Iterating files in bash, the right way

20 Apr 2015

Many people might jump to

ls

Okay but what if you want to parse this as part of a script? You run into problems. The output of ls should never be parsed as it is intended to be read by a human. The output of ls can differ from machine to machine and parsing ls can result in files with spaces to be iterated per word token due to word splitting on white space. Okay, so parse output of find? Well, the latter problem is also true of find.

For example, given a directory structure as follows:

curdir/
    some file.py
    some other file.py

Running the following:

for file in $(find . -iname '*.py'); do     # wrong
	echo "$file"
	touch "$file"
done

Results in some new files being created (some, file.py, other) and the files we actually wanted to touch were not touched!

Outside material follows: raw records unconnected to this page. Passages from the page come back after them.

//! In-memory collaborators shared by the integration tests.

#![allow(dead_code)]

use bytes::{BufMut, Bytes, BytesMut};
use fastsync_config::FastSyncConfig;
use fastsync_coordinator::{
    BlockStore, Collaborators, FastSyncManager, HeaderValidator, ReceiptOracle, SyncError,
    SyncMessage, SyncResult, Transport, TrieEngine,
};
use fastsync_core::{
    AccountState, Address, BlockRef, ContractInfo, PeerId, PeerInfo, TriePlane, H256,
};
use parking_lot::{Mutex, RwLock};
use std::collections::{BTreeMap, HashMap, HashSet};
use std::sync::atomic::{AtomicBool, AtomicUsize, Ordering};
use std::sync::Arc;

// ============================================================================
// Trie
// ============================================================================

/// Encodes a test trie node: an 8-byte label followed by child hashes.
pub fn encode_node(label: u64, children: &[H256]) -> Bytes {
    let mut buf = BytesMut::with_capacity(8 + 32 * children.len());
    buf.put_u64(label);
    for child in children {
        buf.put_slice(child.as_bytes());
    }
    buf.freeze()
}

fn decode_children(value: &[u8]) -> SyncResult<Vec<H256>> {
    if value.len() < 8 || (value.len() - 8) % 32 != 0 {
        return Err(SyncError::Collaborator(format!(
            "undecodable node of {} bytes",
            value.len()
        )));
    }
    value[8..]
        .chunks(32)
        .map(|chunk| H256::from_bytes(chunk).map_err(|e| SyncError::Collaborator(e.to_string())))
        .collect()
}

/// Trie engine keeping nodes per plane in memory.
#[derive(Default)]
pub struct MemoryTrie {
    state: RwLock<HashMap<H256, Bytes>>,
    storage: RwLock<HashMap<H256, Bytes>>,
    pub reject_imports: AtomicBool,
}

impl MemoryTrie {
    fn plane(&self, plane: TriePlane) -> SyncResult<&RwLock<HashMap<H256, Bytes>>> {
        match plane {
            TriePlane::State => Ok(&self.state),
            TriePlane::Storage => Ok(&self.storage),
            TriePlane::Details => Err(SyncError::Collaborator("no details trie".into())),
        }
    }

    /// Stores a node directly, as if persisted by an earlier run.
    pub fn preload(&self, plane: TriePlane, value: Bytes) -> H256 {
        let key = H256::keccak(&value);
        if let Ok(store) = self.plane(plane) {
            store.write().insert(key, value);
        }
        key
    }

    pub fn contains(&self, plane: TriePlane, key: &H256) -> bool {
        self.plane(plane)
            .map(|store| store.read().contains_key(key))
            .unwrap_or(false)
    }
}

impl TrieEngine for MemoryTrie {
    fn import_node(&self, key: &H256, value: &[u8], plane: TriePlane) -> SyncResult<Vec<H256>> {
        if self.reject_imports.load(Ordering::SeqCst) {
            return Err(SyncError::Collaborator("database closed".into()));
        }
        let children = decode_children(value)?;
        self.plane(plane)?
            .write()
            .insert(*key, Bytes::copy_from_slice(value));
        Ok(children)
    }

    fn traverse_from(&self, root: &H256, plane: TriePlane) -> SyncResult<HashSet<H256>> {
        let store = self.plane(plane)?.read();
        let mut missing = HashSet::new();
        let mut seen = HashSet::new();
        let mut pending = vec![*root];
        while let Some(key) = pending.pop() {
            if !seen.insert(key) {
                continue;
            }
            match store.get(&key) {
                Some(value) => pending.extend(decode_children(value)?),
                None => {
                    missing.insert(key);
                }
            }
        }
        Ok(missing)
    }
}

// ============================================================================
// Chain
// ============================================================================

pub fn block_hash(number: u64) -> H256 {
    H256::keccak(format!("block-{number}").as_bytes())
}

pub fn state_root(number: u64) -> H256 {
    H256::keccak(format!("state-{number}").as_bytes())
}

/// Block `number` linked to `number - 1`.
pub fn block(number: u64) -> BlockRef {
    let parent = if number == 0 {
        H256::zero()
    } else {
        block_hash(number - 1)
    };
    BlockRef::new(number, block_hash(number), parent, state_root(number))
}

/// Blocks `from` down to `to`, highest first.
pub fn descending(from: u64, to: u64) -> Vec<BlockRef> {
    (to..=from).rev().map(block).collect()
}

/// Block-store over an in-memory canonical chain.
#[derive(Default)]
pub struct MemoryChain {
    blocks: RwLock<BTreeMap<u64, BlockRef>>,
    contracts: RwLock<Vec<Address>>,
    infos: RwLock<HashMap<Address, ContractInfo>>,
    accounts: RwLock<HashMap<Address, AccountState>>,
    pub best: RwLock<Option<BlockRef>>,
    pub pruned: AtomicUsize,
    pub flushed: AtomicUsize,
    pub range_reads: Mutex<Vec<(u64, u64)>>,
    pub fail_ranges: AtomicBool,
}

impl MemoryChain {
    /// Chain holding blocks `0..=tip`.
    pub fn with_blocks(tip: u64) -> Self {
        let chain = Self::default();
        for number in 0..=tip {
            chain.insert(block(number));
        }
        chain
    }

    pub fn insert(&self, block: BlockRef) {
        self.blocks.write().insert(block.number, block);
    }

    pub fn remove(&self, number: u64) {
        self.blocks.write().remove(&number);
    }

    /// Replaces the state root of a stored block and returns the block.
    pub fn set_state_root(&self, number: u64, root: H256) -> BlockRef {
        let mut blocks = self.blocks.write();
        let stored = blocks.entry(number).or_insert_with(|| block(number));
        stored.state_root = root;
        stored.clone()
    }

    /// Indexes a contract, optionally with a world-state entry.
    pub fn add_contract(&self, info: ContractInfo, account: Option<AccountState>) {
        self.contracts.write().push(info.address);
        if let Some(account) = account {
            self.accounts.write().insert(info.address, account);
        }
        self.infos.write().insert(info.address, info);
    }

    /// Lists a contract without indexed information.
    pub fn add_unindexed_contract(&self, address: Address) {
        self.contracts.write().push(address);
    }

    pub fn contract(&self, address: &Address) -> Option<ContractInfo> {
        self.infos.read().get(address).cloned()
    }
}

impl BlockStore for MemoryChain {
    fn get_block_by_number(&self, number: u64) -> Option<BlockRef> {
        self.blocks.read().get(&number).cloned()
    }

    fn get_blocks_by_range(&self, first: u64, last: u64) -> SyncResult<Vec<BlockRef>> {
        self.range_reads.lock().push((first, last));
        if self.fail_ranges.load(Ordering::SeqCst) {
            return Err(SyncError::Collaborator("block store unavailable".into()));
        }
        let blocks = self.blocks.read();
        let found = if first <= last {
            blocks.range(first..=last).map(|(_, b)| b.clone()).collect()
        } else {
            blocks.range(last..=first).rev().map(|(_, b)| b.clone()).collect()
        };
        Ok(found)
    }

    fn find_missing_ancestor_height(&self, number: u64) -> u64 {
        let blocks = self.blocks.read();
        (1..=number)
            .rev()
            .find(|n| !blocks.contains_key(n))
            .unwrap_or(0)
    }

    fn set_best_block(&self, block: &BlockRef) {
        *self.best.write() = Some(block.clone());
    }

    fn prune_and_correct(&self) {
        self.pruned.fetch_add(1, Ordering::SeqCst);
    }

    fn flush(&self) {
        self.flushed.fetch_add(1, Ordering::SeqCst);
    }

    fn contracts_iter(&self) -> Box<dyn Iterator<Item = Address> + '_> {
        Box::new(self.contracts.read().clone().into_iter())
    }

    fn indexed_contract_information(&self, address: &Address) -> Option<ContractInfo> {
        self.contract(address)
    }

    fn account_state(&self, address: &Address) -> Option<AccountState> {
        self.accounts.read().get(address).cloned()
    }

    fn mark_contract_complete(&self, address: &Address) {
        if let Some(info) = self.infos.write().get_mut(address) {
            info.complete = true;
        }
    }
}

// ============================================================================
// Validator, receipts, transport
// ============================================================================

/// Accepts every header except the listed hashes.
#[derive(Default)]
pub struct FixedValidator {
    rejected: RwLock<HashSet<H256>>,
}

impl FixedValidator {
    pub fn reject(&self, hash: H256) {
        self.rejected.write().insert(hash);
    }
}

impl HeaderValidator for FixedValidator {
    fn validate(&self, block: &BlockRef) -> bool {
        !self.rejected.read().contains(&block.hash)
    }
}

#[derive(Default)]
pub struct StaticReceipts(pub AtomicBool);

impl StaticReceipts {
    pub fn set(&self, complete: bool) {
        self.0.store(complete, Ordering::SeqCst);
    }
}

impl ReceiptOracle for StaticReceipts {
    fn is_complete_receipt_data(&self) -> bool {
        self.0.load(Ordering::SeqCst)
    }
}

/// Transport handing out peers round-robin and recording traffic.
#[derive(Default)]
pub struct RecordingTransport {
    peers: RwLock<Vec<PeerInfo>>,
    next: AtomicUsize,
    pub sent: Mutex<Vec<(PeerId, SyncMessage)>>,
    pub disconnected: Mutex<Vec<PeerId>>,
    pub fail_sends: AtomicBool,
}

impl RecordingTransport {
    pub fn with_peers(count: u32) -> Self {
        let transport = Self::default();
        *transport.peers.write() = (1..=count)
            .map(|id| PeerInfo::new(PeerId(id), format!("peer-{id}"), 1_000))
            .collect();
        transport
    }

    pub fn sent(&self) -> Vec<(PeerId, SyncMessage)> {
        self.sent.lock().clone()
    }

    pub fn disconnected(&self) -> Vec<PeerId> {
        self.disconnected.lock().clone()
    }
}

impl Transport for RecordingTransport {
    fn random_peer(&self) -> Option<PeerInfo> {
        let peers = self.peers.read();
        if peers.is_empty() {
            return None;
        }
        let index = self.next.fetch_add(1, Ordering::SeqCst) % peers.len();
        Some(peers[index].clone())
    }

    fn send(&self, peer: PeerId, _display: &str, message: SyncMessage) -> SyncResult<()> {
        if self.fail_sends.load(Ordering::SeqCst) {
            return Err(SyncError::Collaborator("connection reset".into()));
        }
        self.sent.lock().push((peer, message));
        Ok(())
    }

    fn disconnect(&self, peer: PeerId, _display: &str) {
        self.disconnected.lock().push(peer);
    }
}

// ============================================================================
// Harness
// ============================================================================

/// One set of collaborators and helpers to build coordinators over them.
pub struct Harness {
    pub chain: Arc<MemoryChain>,
    pub trie: Arc<MemoryTrie>,
    pub validator: Arc<FixedValidator>,
    pub receipts: Arc<StaticReceipts>,
    pub transport: Arc<RecordingTransport>,
}

impl Harness {
    /// Chain of `tip + 1` blocks and two peers.
    pub fn new(tip: u64) -> Self {
        Self {
            chain: Arc::new(MemoryChain::with_blocks(tip)),
            trie: Arc::new(MemoryTrie::default()),
            validator: Arc::new(FixedValidator::default()),
            receipts: Arc::new(StaticReceipts::default()),
            transport: Arc::new(RecordingTransport::with_peers(2)),
        }
    }

    pub fn with_transport(mut self, transport: RecordingTransport) -> Self {
        self.transport = Arc::new(transport);
        self
    }

    pub fn collaborators(&self) -> Collaborators {
        Collaborators {
            chain: self.chain.clone(),
            trie: self.trie.clone(),
            validator: self.validator.clone(),
            receipts: self.receipts.clone(),
            transport: self.transport.clone(),
        }
    }

    pub fn manager(&self) -> FastSyncManager {
        self.manager_with(FastSyncConfig::default())
    }

    pub fn manager_with(&self, config: FastSyncConfig) -> FastSyncManager {
        FastSyncManager::new(config, self.collaborators())
    }
}

pub fn address(n: u8) -> Address {
    Address::from([n; 32])
}

pub fn contract(n: u8, inception_block: u64, storage_root: H256) -> ContractInfo {
    ContractInfo {
        address: address(n),
        inception_block,
        complete: false,
        storage_root,
    }
}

A safe way to do this would be to use bash’s native file globbing:

for file in *.py; do
	echo "$file"
	touch "$file"
done

However, if you need to do this recursively or need to use find, simple file globbing cannot be used. Instead, you could just pipe the output of find.

find . -iname "*.py" | while read f
do
    echo "$f"
    touch "$f"
done

However, in bash each command of a pipeline is executed in a separate SubShell therefore any variable modification will be lost inside while read. (Btw not the case in zsh).

For example:

i=0
find . -iname "*.py" | while read f
do
    echo "$f"
    touch "$f"
    i=$(($i + 1))
done
echo "$i" # Will output 0

To resolve this we must use process substitution as so:

while read file; do
	echo "$file"
	touch "$file"
done < <(find . -iname '*.py')

As a final edge case, filenames could have new line characters in which case we should split on the null character as so:

while IFS= read -d $'\0' -r file ; do
        echo "$file"
        touch "$file"
done < <(find . -iname '*.py' -print0)